COURT OF APPEALS OF NORTH CAROLINA
Oct 2, 2018
No. COA18-192 (N.C. Ct. App. Oct. 2, 2018)

Opinion

No. COA18-192

10-02-2018

LISA BIGGS, Individually and as Administrator, Estate of Kelwin Biggs, Plaintiffs, v. DARYL BROOKS, NATHANIEL BROOKS, SR., KYLE OLLIS, Individually, and BOULEVARD PRE-OWNED, INC., Defendants.

Couch & Associates, PC, by Finesse G. Couch and C. Destine A. Couch, for plaintiff-appellant. Burton, Sue & Anderson, LLP, by Stephanie W. Anderson, for defendant-appellees Kyle Ollis and Boulevard Pre-Owned, Inc.


An unpublished opinion of the North Carolina Court of Appeals does not constitute controlling legal authority. Citation is disfavored, but may be permitted in accordance with the provisions of Rule 30(e)(3) of the North Carolina Rules of Appellate Procedure. Durham County, No. 15 CVS 2972 Appeal by plaintiff from order entered 4 May 2017 by Judge W. Osmond Smith, III in Durham County Superior Court. Heard in the Court of Appeals 5 September 2018. Couch & Associates, PC, by Finesse G. Couch and C. Destine A. Couch, for plaintiff-appellant. Burton, Sue & Anderson, LLP, by Stephanie W. Anderson, for defendant-appellees Kyle Ollis and Boulevard Pre-Owned, Inc. ELMORE, Judge.

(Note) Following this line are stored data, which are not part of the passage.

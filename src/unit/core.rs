use crate::error::{ResponseError, SubmitError};
use crate::suspend::Resume;
use may::sync::mpsc;
use serde::{Deserialize, Serialize};
use serde_json::Value;
use std::sync::mpsc::RecvTimeoutError;
use std::time::Duration;
use tracing::debug;

/// Wire data for one request as the collaborator presents it.
///
/// Header lines are raw `Name: value` strings; lines without a colon are
/// dropped during capture rather than failing the request.
#[derive(Debug, Clone, Default, PartialEq, Eq, Serialize, Deserialize)]
#[serde(default)]
pub struct WireRequest {
    pub method: String,
    pub uri: String,
    #[serde(rename = "headers")]
    pub header_lines: Vec<String>,
    #[serde(with = "body_text")]
    pub body: Vec<u8>,
    pub remote_addr: Option<String>,
}

impl WireRequest {
    pub fn new(method: impl Into<String>, uri: impl Into<String>) -> Self {
        Self {
            method: method.into(),
            uri: uri.into(),
            ..Self::default()
        }
    }

    /// Append a raw header line.
    #[must_use]
    pub fn header_line(mut self, line: impl Into<String>) -> Self {
        self.header_lines.push(line.into());
        self
    }

    #[must_use]
    pub fn header(self, name: &str, value: &str) -> Self {
        self.header_line(format!("{name}: {value}"))
    }

    #[must_use]
    pub fn body(mut self, body: impl Into<Vec<u8>>) -> Self {
        self.body = body.into();
        self
    }
}

/// Bodies travel as UTF-8 text in JSON (lossy for binary payloads).
mod body_text {
    use serde::{Deserialize, Deserializer, Serializer};

    pub fn serialize<S: Serializer>(body: &[u8], serializer: S) -> Result<S::Ok, S::Error> {
        serializer.serialize_str(&String::from_utf8_lossy(body))
    }

    pub fn deserialize<'de, D: Deserializer<'de>>(deserializer: D) -> Result<Vec<u8>, D::Error> {
        Ok(String::deserialize(deserializer)?.into_bytes())
    }
}

/// One step of a response as the worker produces it.
#[derive(Debug, Clone, PartialEq)]
pub enum ResponseEvent {
    /// 1xx interim response; more heads follow.
    Informational {
        status: u16,
        headers: Vec<(String, String)>,
    },
    /// Final status line and headers. Sent at most once.
    Head {
        status: u16,
        headers: Vec<(String, String)>,
    },
    Body(Vec<u8>),
    /// Handler suspended; the collaborator must answer with a [`Resume`].
    Suspended(Value),
    /// Response complete. A response that ends without this was aborted.
    End,
}

pub(crate) enum Admission {
    Unit(RequestUnit),
    Shutdown,
}

/// One pending request, owned by the dispatch loop for exactly one handler invocation.
pub struct RequestUnit {
    pub(crate) request: WireRequest,
    pub(crate) responder: Responder,
}

impl std::fmt::Debug for RequestUnit {
    fn fmt(&self, f: &mut std::fmt::Formatter<'_>) -> std::fmt::Result {
        f.debug_struct("RequestUnit")
            .field("method", &self.request.method)
            .field("uri", &self.request.uri)
            .finish()
    }
}

/// Worker-side end of a unit's response channel.
pub(crate) struct Responder {
    events: mpsc::Sender<ResponseEvent>,
    resumes: mpsc::Receiver<Resume>,
}

impl Responder {
    /// Returns `false` once the collaborator stopped listening.
    pub(crate) fn send(&self, event: ResponseEvent) -> bool {
        self.events.send(event).is_ok()
    }

    /// Wait up to `timeout` for the collaborator to answer a suspension.
    pub(crate) fn recv_resume_timeout(&self, timeout: Duration) -> Result<Resume, RecvTimeoutError> {
        self.resumes.recv_timeout(timeout)
    }
}

/// Collaborator handle for feeding one worker.
#[derive(Clone)]
pub struct UnitSender {
    tx: mpsc::Sender<Admission>,
}

impl std::fmt::Debug for UnitSender {
    fn fmt(&self, f: &mut std::fmt::Formatter<'_>) -> std::fmt::Result {
        f.debug_struct("UnitSender").finish_non_exhaustive()
    }
}

impl UnitSender {
    /// Queue a request for the worker.
    pub fn submit(&self, request: WireRequest) -> Result<PendingResponse, SubmitError> {
        let (event_tx, event_rx) = mpsc::channel();
        let (resume_tx, resume_rx) = mpsc::channel();
        let unit = RequestUnit {
            request,
            responder: Responder {
                events: event_tx,
                resumes: resume_rx,
            },
        };
        self.tx
            .send(Admission::Unit(unit))
            .map_err(|_| SubmitError)?;
        Ok(PendingResponse {
            events: event_rx,
            resumes: resume_tx,
        })
    }

    /// Tell the worker to stop once it reaches this point in the queue.
    pub fn shutdown(&self) {
        if self.tx.send(Admission::Shutdown).is_err() {
            debug!("Shutdown sent to a worker that already stopped");
        }
    }
}

pub(crate) struct UnitReceiver {
    rx: mpsc::Receiver<Admission>,
}

impl UnitReceiver {
    /// Blocks until something is queued. `None` once every sender is gone.
    pub(crate) fn recv(&self) -> Option<Admission> {
        self.rx.recv().ok()
    }

    /// Drop everything still queued; each abandoned unit's caller sees a lost
    /// connection. Returns how many requests were abandoned.
    pub(crate) fn drain(&self) -> usize {
        let mut abandoned = 0;
        while let Ok(admission) = self.rx.try_recv() {
            if matches!(admission, Admission::Unit(_)) {
                abandoned += 1;
            }
        }
        abandoned
    }
}

pub(crate) fn channel() -> (UnitSender, UnitReceiver) {
    let (tx, rx) = mpsc::channel();
    (UnitSender { tx }, UnitReceiver { rx })
}

/// Collaborator-side view of one submitted request.
pub struct PendingResponse {
    events: mpsc::Receiver<ResponseEvent>,
    resumes: mpsc::Sender<Resume>,
}

impl std::fmt::Debug for PendingResponse {
    fn fmt(&self, f: &mut std::fmt::Formatter<'_>) -> std::fmt::Result {
        f.debug_struct("PendingResponse").finish_non_exhaustive()
    }
}

impl PendingResponse {
    /// Next event, or `None` once the worker dropped the response.
    pub fn next_event(&self) -> Option<ResponseEvent> {
        self.events.recv().ok()
    }

    /// Resume a suspended handler. Values may be queued before the suspension happens.
    pub fn resume(&self, value: Value) -> bool {
        self.resumes.send(Resume::Value(value)).is_ok()
    }

    pub fn cancel(&self) -> bool {
        self.resumes.send(Resume::Cancel).is_ok()
    }

    /// Collect the whole response, resuming every suspension with `null`.
    pub fn wait(self) -> Result<CompletedResponse, ResponseError> {
        self.wait_with(|_| Resume::Value(Value::Null))
    }

    /// Collect the whole response, answering each suspension with `on_suspend`.
    pub fn wait_with<F>(self, mut on_suspend: F) -> Result<CompletedResponse, ResponseError>
    where
        F: FnMut(&Value) -> Resume,
    {
        let mut head: Option<(u16, Vec<(String, String)>)> = None;
        let mut body = Vec::new();
        let mut informational = Vec::new();
        let mut checkpoints = Vec::new();

        loop {
            let Some(event) = self.next_event() else {
                return Err(ResponseError::ConnectionLost {
                    head_received: head.is_some(),
                });
            };
            match event {
                ResponseEvent::Informational { status, headers } => {
                    informational.push((status, headers));
                }
                ResponseEvent::Head { status, headers } => head = Some((status, headers)),
                ResponseEvent::Body(chunk) => body.extend_from_slice(&chunk),
                ResponseEvent::Suspended(value) => {
                    let answer = on_suspend(&value);
                    checkpoints.push(value);
                    // worker may already be gone; the next recv reports that
                    let _ = self.resumes.send(answer);
                }
                ResponseEvent::End => {
                    let Some((status, headers)) = head else {
                        return Err(ResponseError::ConnectionLost {
                            head_received: false,
                        });
                    };
                    return Ok(CompletedResponse {
                        status,
                        headers,
                        body,
                        informational,
                        checkpoints,
                    });
                }
            }
        }
    }
}

/// A response that reached its end marker.
#[derive(Debug, Clone, PartialEq)]
pub struct CompletedResponse {
    pub status: u16,
    pub headers: Vec<(String, String)>,
    pub body: Vec<u8>,
    /// Interim 1xx heads, in order
    pub informational: Vec<(u16, Vec<(String, String)>)>,
    /// Values yielded by each suspension, in order
    pub checkpoints: Vec<Value>,
}

impl CompletedResponse {
    /// First header with this name (case-insensitive).
    pub fn header(&self, name: &str) -> Option<&str> {
        self.headers
            .iter()
            .find(|(k, _)| k.eq_ignore_ascii_case(name))
            .map(|(_, v)| v.as_str())
    }

    pub fn header_all(&self, name: &str) -> Vec<&str> {
        self.headers
            .iter()
            .filter(|(k, _)| k.eq_ignore_ascii_case(name))
            .map(|(_, v)| v.as_str())
            .collect()
    }

    pub fn body_text(&self) -> String {
        String::from_utf8_lossy(&self.body).into_owned()
    }

    /// Body parsed as JSON, if it is JSON.
    pub fn json(&self) -> Option<Value> {
        serde_json::from_slice(&self.body).ok()
    }
}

Plaintiff Lisa Biggs, widow of Kelwin Biggs and representative of his estate, appeals from an interlocutory partial summary judgment order dismissing her claims against two of four defendants in a wrongful death action she filed after her husband was tragically killed in an automobile collision. However, because plaintiff has failed to acquire the trial court's certification under N.C. Gen. Stat. § 1A-1, Rule 54(b) that its order is appropriate for immediate appellate review, and has failed to demonstrate under N.C. Gen. Stat. §§ 1-227 and 7A-27 that delaying her appeal until final judgment would irreparably affect her substantial rights, we dismiss plaintiff's appeal for want of appellate jurisdiction.

I. Background

On 8 January 2015, defendant Kyle Ollis, the president of defendant Boulevard Pre-Owned, Inc. (collectively, "Boulevard defendants"), sold a 1995 Chevrolet Camaro Z28 to defendant Nathaniel Brooks, Sr. ("Nathaniel"). That same day, the Boulevard defendants gave possession of the Camaro to Darryl Brooks ("Darryl"), a household family member of Nathaniel's (collectively the "Brooks defendants"), authorizing Darryl to drive it off Boulevard's dealership lot. On 11 March 2015, according to plaintiff's complaint, Darryl negligently crashed the Camaro into the backend of Kelwin Biggs' car, pushing it into the opposite lane, which caused a second collision with an oncoming vehicle, tragically resulting in Kelwin's death. As a result of the collision, Darryl was later convicted by a jury of second-degree murder, felony death by vehicle, driving while license revoked for impaired driving, felony serious injury by vehicle, and reckless driving.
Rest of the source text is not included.